To motive your man to do better, Sage recommends "lighting him up," or pumping up his enthusiasm with encouraging comments. You want to fill him with positive energy and make him feel alive. "Structure your intimate time to resemble halftime at a great event -- a celebration!" says Sage.

Catherine, a 35-year-old publicist in New York City, told me she was frustrated because her husband always rushed things during sex. He'd skip over foreplay and go from kissing straight to intercourse. Annoyed one night in bed, she asked him what his hurry was. "That did not go over well," she reports. "Unfortunately, he felt criticized -- I think I put his lights out."
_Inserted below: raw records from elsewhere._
//! Growable byte buffer with a hard ceiling

use crate::error::{Result, XmlError};

/// Default initial allocation: 16 MiB
pub const DEFAULT_INITIAL_CAPACITY: usize = 16 * 1024 * 1024;

/// Default hard ceiling: 2 GiB
pub const DEFAULT_MAX_CAPACITY: usize = 2 * 1024 * 1024 * 1024;

/// UTF-8 output buffer that doubles its allocation on overflow, up to a limit.
#[derive(Debug)]
pub struct ByteBuffer {
    bytes: Vec<u8>,
    limit: usize,
}

impl ByteBuffer {
    pub fn new() -> Self {
        Self::with_limits(DEFAULT_INITIAL_CAPACITY, DEFAULT_MAX_CAPACITY)
    }

    pub fn with_limits(initial_capacity: usize, limit: usize) -> Self {
        ByteBuffer {
            bytes: Vec::with_capacity(initial_capacity.min(limit)),
            limit,
        }
    }

    /// Encode a text fragment onto the end of the buffer.
    pub fn write_str(&mut self, text: &str) -> Result<()> {
        let needed = self.bytes.len() + text.len();
        if needed > self.limit {
            return Err(XmlError::CapacityExceeded {
                requested: needed,
                limit: self.limit,
            });
        }
        if needed > self.bytes.capacity() {
            self.grow(needed);
        }
        self.bytes.extend_from_slice(text.as_bytes());
        Ok(())
    }

    /// Bytes written so far
    pub fn len(&self) -> usize {
        self.bytes.len()
    }

    pub fn is_empty(&self) -> bool {
        self.bytes.is_empty()
    }

    /// Currently allocated capacity
    pub fn capacity(&self) -> usize {
        self.bytes.capacity()
    }

    /// Hand over the written bytes. The allocation moves with them.
    pub fn into_bytes(self) -> Vec<u8> {
        self.bytes
    }

    fn grow(&mut self, needed: usize) {
        let mut capacity = self.bytes.capacity().max(1);
        while capacity < needed {
            capacity = capacity.saturating_mul(2).min(self.limit);
        }

        tracing::debug!(
            from = self.bytes.capacity(),
            to = capacity,
            "growing encoder byte buffer"
        );
        self.bytes.reserve_exact(capacity - self.bytes.len());
    }
}

impl Default for ByteBuffer {
    fn default() -> Self {
        Self::new()
    }
}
Caterine's Plan B was to try the Sages' "light him up" coaching philosophy. First, Catherine psyched herself up before sex --like an athlete does before he plays in a big game. (When you yourself are "lit up," say the Sages, your man will listen to you more.) Then she started giving her guy step-by-step positive feedback: As we began kissing, I told my man he was so sexy and so hot and was such an incredible manly sex machine that I wanted to enjoy every minute with him. At first, he started laughing, but as I kept building him up and providing him with his own private cheering section, he completely responded to it. It made him more relaxed and it didn't seem like he was in such a hurry. I remember thinking that I often complimented him when we first met and that I don't do that anymore."
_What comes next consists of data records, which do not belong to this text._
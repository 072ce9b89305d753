//! Feeding parse events into transform nodes

use super::{CloseSignal, ElementDescriptor, ParseEvent, TransformNode};
use crate::error::{Result, XmlError};
use crate::escape;
use quick_xml::events::{BytesStart, Event};
use quick_xml::Reader;

/// Why [`drive`] stopped.
#[derive(Debug, Clone, Copy, PartialEq, Eq)]
pub enum Completed {
    /// The node reported [`CloseSignal::Closed`]
    ByNode,
    /// The node's element ended while the node still reported open
    ByDepth,
    /// The events ran out first
    EndOfInput,
}

/// Feed `events` to `node` until its element is finished.
///
/// The first event is expected to open the node's own element. Events after
/// the one that finishes the node are left in the iterator, so passing
/// `&mut iter` lets a parent continue with its next child.
pub fn drive<N, I>(node: &mut N, events: I) -> Result<Completed>
where
    N: TransformNode + ?Sized,
    I: IntoIterator<Item = Result<ParseEvent>>,
{
    let mut depth = 0usize;
    for event in events {
        match event? {
            ParseEvent::Open(element) => {
                depth += 1;
                let handled = node.parse_open(&element);
                if depth == 1 && !handled {
                    return Err(XmlError::Parse(format!(
                        "<{}> is not handled by the <{}> node",
                        element.name,
                        node.tag()
                    )));
                }
            }
            ParseEvent::Text(text) => node.parse_text(&text),
            ParseEvent::Close(name) => {
                if depth == 0 {
                    return Err(XmlError::Parse(format!(
                        "unbalanced </{}> before <{}>",
                        name,
                        node.tag()
                    )));
                }
                let signal = node.parse_close(&name);
                depth -= 1;
                if signal == CloseSignal::Closed {
                    tracing::trace!(tag = node.tag(), depth, "node closed itself");
                    return Ok(Completed::ByNode);
                }
                if depth == 0 {
                    tracing::trace!(tag = node.tag(), "node popped at its end tag");
                    return Ok(Completed::ByDepth);
                }
            }
        }
    }
    Ok(Completed::EndOfInput)
}

/// [`ParseEvent`]s read from a document with quick-xml.
///
/// Self-closing elements produce an open followed by a close. Text and
/// attribute values are decoded with [`escape::decode`]; CDATA is passed
/// through raw. Declarations, comments and processing instructions are
/// skipped. After the first error the source is exhausted.
pub struct XmlEventSource<'a> {
    reader: Reader<&'a [u8]>,
    pending_close: Option<String>,
    done: bool,
}

impl<'a> XmlEventSource<'a> {
    pub fn new(xml: &'a str) -> Self {
        let mut reader = Reader::from_str(xml);
        reader.config_mut().trim_text(false);
        XmlEventSource {
            reader,
            pending_close: None,
            done: false,
        }
    }

    fn next_event(&mut self) -> Result<Option<ParseEvent>> {
        loop {
            let event = match self.reader.read_event()? {
                Event::Start(e) => ParseEvent::Open(element(&e)?),
                Event::Empty(e) => {
                    let element = element(&e)?;
                    self.pending_close = Some(element.name.clone());
                    ParseEvent::Open(element)
                }
                Event::End(e) => {
                    ParseEvent::Close(std::str::from_utf8(e.name().as_ref())?.to_string())
                }
                Event::Text(e) => {
                    let raw = std::str::from_utf8(&e)?;
                    if raw.is_empty() {
                        continue;
                    }
                    ParseEvent::Text(escape::decode(raw).into_owned())
                }
                Event::CData(e) => ParseEvent::Text(std::str::from_utf8(&e)?.to_string()),
                Event::Eof => return Ok(None),
                Event::Decl(_) | Event::PI(_) | Event::Comment(_) | Event::DocType(_) => continue,
            };
            return Ok(Some(event));
        }
    }
}

impl Iterator for XmlEventSource<'_> {
    type Item = Result<ParseEvent>;

    fn next(&mut self) -> Option<Self::Item> {
        if let Some(name) = self.pending_close.take() {
            return Some(Ok(ParseEvent::Close(name)));
        }
        if self.done {
            return None;
        }
        match self.next_event() {
            Ok(Some(event)) => Some(Ok(event)),
            Ok(None) => {
                self.done = true;
                None
            }
            Err(e) => {
                self.done = true;
                Some(Err(e))
            }
        }
    }
}

fn element(start: &BytesStart<'_>) -> Result<ElementDescriptor> {
    let mut node = ElementDescriptor::new(std::str::from_utf8(start.name().as_ref())?);
    for attr in start.attributes() {
        let attr = attr?;
        let key = std::str::from_utf8(attr.key.as_ref())?;
        let value = escape::decode(std::str::from_utf8(&attr.value)?).into_owned();
        node.attributes.insert(key.to_string(), value);
    }
    Ok(node)
}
Catherin's husband enjoyed the positive feedback so much that he started slowing down -- which, of course was her goal all along. "All of a sudden, he lingered more and took his time. I think that my enthusiasm got him excited about being a good lover boy, and then he wanted to do even more. So instead of 30 seconds of foreplay, now I get a whole 20 minutes!" The key, says Martin Sage, is to keep it positive. "Appreciation and acknowledgement make him eager to please you, " he says. "After all, your pleasure is his ultimate goal."